Atelier du patrimoine de Saintonge

Villa Musso - 62, cours National - 17100 Saintes

entete

L' école de chirurgie

Sise au 9, rue Saint-Vivien, l’Ecole de Chirurgie a été fondée en 1777 par le docteur Doussin, originaire de Soubise, qui avait fait ses études de médecine sous la direction de Lapeyronnie à Montpellier. Séduit par les théories vitalistes, il était convaincu de la nécessité de former de véritables médecins-chirurgiens, là où les opérations étaient encore assurées par les barbiers.

Il décida de créer à Saintes un amphithéâtre d’anatomie et de chirurgie pour assurer aux élèves une formation à partir de la dissection de cadavres. Lapeyronnie avait fait édifier un tel amphithéâtre sur un plan circulaire, dans les années 1730 à Montpellier.

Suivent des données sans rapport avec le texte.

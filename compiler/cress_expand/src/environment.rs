//! Environment for lexical scoping during expansion.
//!
//! Uses a scope stack (not cloning) for efficient scope management. Frames
//! chain through parent references: a child frame holds the reference to its
//! parent, never the reverse, matching the lifetimes: a frame never
//! outlives the recursive call that created it, while its parent may outlive
//! many children.
//!
//! Mixin and function definitions capture the frame that was current at the
//! definition site. Invoking a mixin pushes a frame whose parent is that
//! captured frame, so free names in the body resolve where the mixin was
//! defined, not where it was invoked.

// Rc is the intentional implementation detail of LocalScope<T>.
use std::cell::{Ref, RefCell, RefMut};
use std::fmt;
use std::rc::Rc;

use cress_ir::{BlockId, ExprId, Name, ParamRange};
use rustc_hash::FxHashMap;

/// The role a name is bound under.
///
/// Variables, mixins, and functions share one source-level namespace but
/// never collide: bindings are keyed by name *and* role. This is the typed
/// rendition of suffix-tagging names with `[m]` / `[f]` markers.
#[derive(Copy, Clone, Eq, PartialEq, Hash, Debug)]
pub enum BindingRole {
    /// `$name` value binding.
    Variable,
    /// `@mixin name` definition.
    Mixin,
    /// `@function name` definition.
    Function,
}

/// Key for one binding in a scope frame.
#[derive(Copy, Clone, Eq, PartialEq, Hash, Debug)]
pub struct ScopeKey {
    pub name: Name,
    pub role: BindingRole,
}

impl ScopeKey {
    /// Key for a variable binding.
    #[inline]
    pub const fn variable(name: Name) -> Self {
        ScopeKey {
            name,
            role: BindingRole::Variable,
        }
    }

    /// Key for a mixin definition.
    #[inline]
    pub const fn mixin(name: Name) -> Self {
        ScopeKey {
            name,
            role: BindingRole::Mixin,
        }
    }

    /// Key for a function definition.
    #[inline]
    pub const fn function(name: Name) -> Self {
        ScopeKey {
            name,
            role: BindingRole::Function,
        }
    }
}

/// A mixin or function definition registered in a scope.
#[derive(Clone)]
pub struct DefRecord {
    /// Formal parameter list.
    pub params: ParamRange,
    /// Body block, inlined at each invocation.
    pub body: BlockId,
    /// The frame that was current where the definition appeared.
    pub captured: LocalScope<Scope>,
}

impl fmt::Debug for DefRecord {
    fn fmt(&self, f: &mut fmt::Formatter<'_>) -> fmt::Result {
        // The captured frame can reference this record through its own
        // bindings; printing it would recurse forever.
        f.debug_struct("DefRecord")
            .field("params", &self.params)
            .field("body", &self.body)
            .finish_non_exhaustive()
    }
}

/// A value bound in a scope frame.
#[derive(Clone, Debug)]
pub enum Binding {
    /// Evaluated expression node (variables).
    Value(ExprId),
    /// Mixin or function definition.
    Definition(DefRecord),
}

impl Binding {
    /// Returns the bound expression if this is a value binding.
    #[inline]
    pub fn as_value(&self) -> Option<ExprId> {
        match self {
            Binding::Value(id) => Some(*id),
            Binding::Definition(_) => None,
        }
    }

    /// Returns the definition record if this is a definition binding.
    #[inline]
    pub fn as_definition(&self) -> Option<&DefRecord> {
        match self {
            Binding::Definition(def) => Some(def),
            Binding::Value(_) => None,
        }
    }
}

/// A single-threaded scope handle with reference-counted interior mutability.
///
/// Wraps `Rc<RefCell<T>>` so all frame allocations go through the
/// `LocalScope::new()` factory. Expansion is single-threaded within one
/// compile unit, so `Rc` (not `Arc`) is intentional.
#[repr(transparent)]
pub struct LocalScope<T>(Rc<RefCell<T>>);

impl<T> LocalScope<T> {
    /// Create a new `LocalScope` wrapping the given value.
    #[inline]
    pub fn new(value: T) -> Self {
        LocalScope(Rc::new(RefCell::new(value)))
    }

    /// Borrow the inner value immutably.
    #[inline]
    pub fn borrow(&self) -> Ref<'_, T> {
        self.0.borrow()
    }

    /// Borrow the inner value mutably.
    #[inline]
    pub fn borrow_mut(&self) -> RefMut<'_, T> {
        self.0.borrow_mut()
    }
}

impl<T> Clone for LocalScope<T> {
    #[inline]
    fn clone(&self) -> Self {
        LocalScope(Rc::clone(&self.0))
    }
}

impl<T: fmt::Debug> fmt::Debug for LocalScope<T> {
    fn fmt(&self, f: &mut fmt::Formatter<'_>) -> fmt::Result {
        f.debug_tuple("LocalScope").field(&self.0).finish()
    }
}

impl<T: Default> Default for LocalScope<T> {
    fn default() -> Self {
        LocalScope::new(T::default())
    }
}

/// A single scope frame containing bindings.
#[derive(Debug, Default)]
pub struct Scope {
    /// Bindings in this frame (`FxHashMap` for fast hashing on small keys).
    bindings: FxHashMap<ScopeKey, Binding>,
    /// Parent frame (lexical chain).
    parent: Option<LocalScope<Scope>>,
}

impl Scope {
    /// Create a new empty frame with no parent.
    pub fn new() -> Self {
        Scope::default()
    }

    /// Create a new frame chained to a parent.
    pub fn with_parent(parent: LocalScope<Scope>) -> Self {
        Scope {
            bindings: FxHashMap::default(),
            parent: Some(parent),
        }
    }

    /// Define a binding in this frame, shadowing any ancestor binding and
    /// silently overwriting a previous binding of the same key here.
    #[inline]
    pub fn define(&mut self, key: ScopeKey, binding: Binding) {
        self.bindings.insert(key, binding);
    }

    /// Look up a binding, walking the frame chain from here to the root.
    pub fn lookup(&self, key: ScopeKey) -> Option<Binding> {
        if let Some(binding) = self.bindings.get(&key) {
            return Some(binding.clone());
        }
        if let Some(parent) = &self.parent {
            return parent.borrow().lookup(key);
        }
        None
    }

    /// Overwrite an existing binding in this frame or the closest enclosing
    /// frame that has one. Returns `false` if the key is bound nowhere in
    /// the chain.
    pub fn assign(&mut self, key: ScopeKey, binding: &Binding) -> bool {
        if let Some(slot) = self.bindings.get_mut(&key) {
            *slot = binding.clone();
            return true;
        }
        if let Some(parent) = &self.parent {
            return parent.borrow_mut().assign(key, binding);
        }
        false
    }
}

/// Environment for expansion using a scope stack.
///
/// The root frame is created at construction and never popped; it is where
/// the driver pre-defines global variables before expansion starts.
pub struct Environment {
    /// Stack of frames, current frame at the top.
    scopes: Vec<LocalScope<Scope>>,
}

impl Environment {
    /// Create a new environment with an empty root frame.
    pub fn new() -> Self {
        Environment {
            scopes: vec![LocalScope::new(Scope::new())],
        }
    }

    /// Current frame depth (1 = root only).
    pub fn depth(&self) -> usize {
        self.scopes.len()
    }

    /// The current frame, as a shareable handle.
    ///
    /// Used to capture the definition-site frame when registering a mixin
    /// or function.
    #[inline]
    pub fn current(&self) -> LocalScope<Scope> {
        self.current_ref().clone()
    }

    /// Push a new frame whose parent is the current frame.
    #[inline]
    pub fn push_scope(&mut self) {
        let parent = self.current();
        self.scopes.push(LocalScope::new(Scope::with_parent(parent)));
    }

    /// Push a new frame chained to an explicit parent frame.
    ///
    /// This is the mixin-invocation path: the parent is the frame captured
    /// at the definition site, not the invocation site.
    #[inline]
    pub fn push_scope_with_parent(&mut self, parent: LocalScope<Scope>) {
        self.scopes.push(LocalScope::new(Scope::with_parent(parent)));
    }

    /// Pop the current frame. The root frame is never popped.
    #[inline]
    pub fn pop_scope(&mut self) {
        if self.scopes.len() > 1 {
            self.scopes.pop();
        }
    }

    /// Define a binding in the current frame only.
    #[inline]
    pub fn define(&mut self, key: ScopeKey, binding: Binding) {
        self.current_ref().borrow_mut().define(key, binding);
    }

    /// Look up a binding, walking the frame chain to the root.
    #[inline]
    pub fn lookup(&self, key: ScopeKey) -> Option<Binding> {
        self.current_ref().borrow().lookup(key)
    }

    /// Assign to a binding: overwrite in the closest enclosing frame that
    /// has it, or define in the current frame if it is bound nowhere
    /// (implicit declaration on first assignment).
    pub fn assign(&mut self, key: ScopeKey, binding: Binding) {
        let assigned = self.current_ref().borrow_mut().assign(key, &binding);
        if !assigned {
            self.define(key, binding);
        }
    }

    #[inline]
    fn current_ref(&self) -> &LocalScope<Scope> {
        match self.scopes.last() {
            Some(scope) => scope,
            // The root frame is created in `new` and `pop_scope` keeps it.
            None => unreachable!("environment root frame was popped"),
        }
    }
}

impl Default for Environment {
    fn default() -> Self {
        Self::new()
    }
}
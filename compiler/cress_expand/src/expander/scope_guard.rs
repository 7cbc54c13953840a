//! RAII scope guard for the expander's environment frames.
//!
//! The guard holds `&mut Expander` and implements `Deref`/`DerefMut`, so
//! guarded code calls expander methods transparently. When the guard drops,
//! whether on success, on `?` propagation, or during unwinding, the frame
//! pushed at construction is popped, keeping the frame chain matched to
//! recursive call entry/exit.

use std::ops::{Deref, DerefMut};

use super::Expander;
use crate::environment::{LocalScope, Scope};
use crate::{Bind, Evaluate};

/// Guard that pops one environment frame on drop.
pub(crate) struct ScopedExpander<'guard, 'a, E, B> {
    expander: &'guard mut Expander<'a, E, B>,
}

impl<E, B> Drop for ScopedExpander<'_, '_, E, B> {
    fn drop(&mut self) {
        self.expander.env.pop_scope();
    }
}

impl<'a, E, B> Deref for ScopedExpander<'_, 'a, E, B> {
    type Target = Expander<'a, E, B>;

    fn deref(&self) -> &Self::Target {
        self.expander
    }
}

impl<E, B> DerefMut for ScopedExpander<'_, '_, E, B> {
    fn deref_mut(&mut self) -> &mut Self::Target {
        self.expander
    }
}

impl<'a, E: Evaluate, B: Bind> Expander<'a, E, B> {
    /// Push a child frame of the current frame; popped when the returned
    /// guard drops.
    pub(crate) fn scoped(&mut self) -> ScopedExpander<'_, 'a, E, B> {
        self.env.push_scope();
        ScopedExpander { expander: self }
    }

    /// Push a frame chained to an explicit parent (the mixin
    /// definition-site frame); popped when the returned guard drops.
    pub(crate) fn scoped_with_parent(
        &mut self,
        parent: LocalScope<Scope>,
    ) -> ScopedExpander<'_, 'a, E, B> {
        self.env.push_scope_with_parent(parent);
        ScopedExpander { expander: self }
    }
}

Ici, Doussin, qui avait obtenu un mécénat de la part du Marquis de Monconseil, fit édifier un bâtiment rectangulaire, placé perpendiculairement à la rue, sur un soubassement abritant la cave. La salle de dissection, largement éclairée par des baies en plein cintre, occupait les trois quarts du volume sur toute sa hauteur, le fond servant d’annexe. Le décor monumental de la façade, avec fronton orné de trophées et pilastres aux chapiteaux ioniques à guirlandes, l’élégant adoucissement des angles, et même la présence de stuc dans la salle font oublier le caractère assez morbide de la fonction de l’édifice.

L’école a été fermée moins de vingt ans après sa création, et l’immeuble a immédiatement été réaménagé pour assurer une fonction d’habitation. Les fenêtres on été murées et de nouvelles ouvertures ont été percées, la grande salle a été divisée en deux niveaux et en pièces de vie. Seule la cage d’escalier construite alors conserve, en partie haute, un vestige du décor de stuc* qui soulignait le plafond de la salle de dissection. Ses motifs – instrument de musique, rubans – évoquent davantage un salon bourgeois qu’un amphithéâtre d’anatomie.

* Stuc : mélange à base de chaux, de poudre de marbre ou de plâtre, pouvant être moulé, modelé ou sculpté et éventuellement rehaussé de couleurs ou de dorures. Très utilisé au 18ème siècle en décor d’applique sur les murs et plafonds.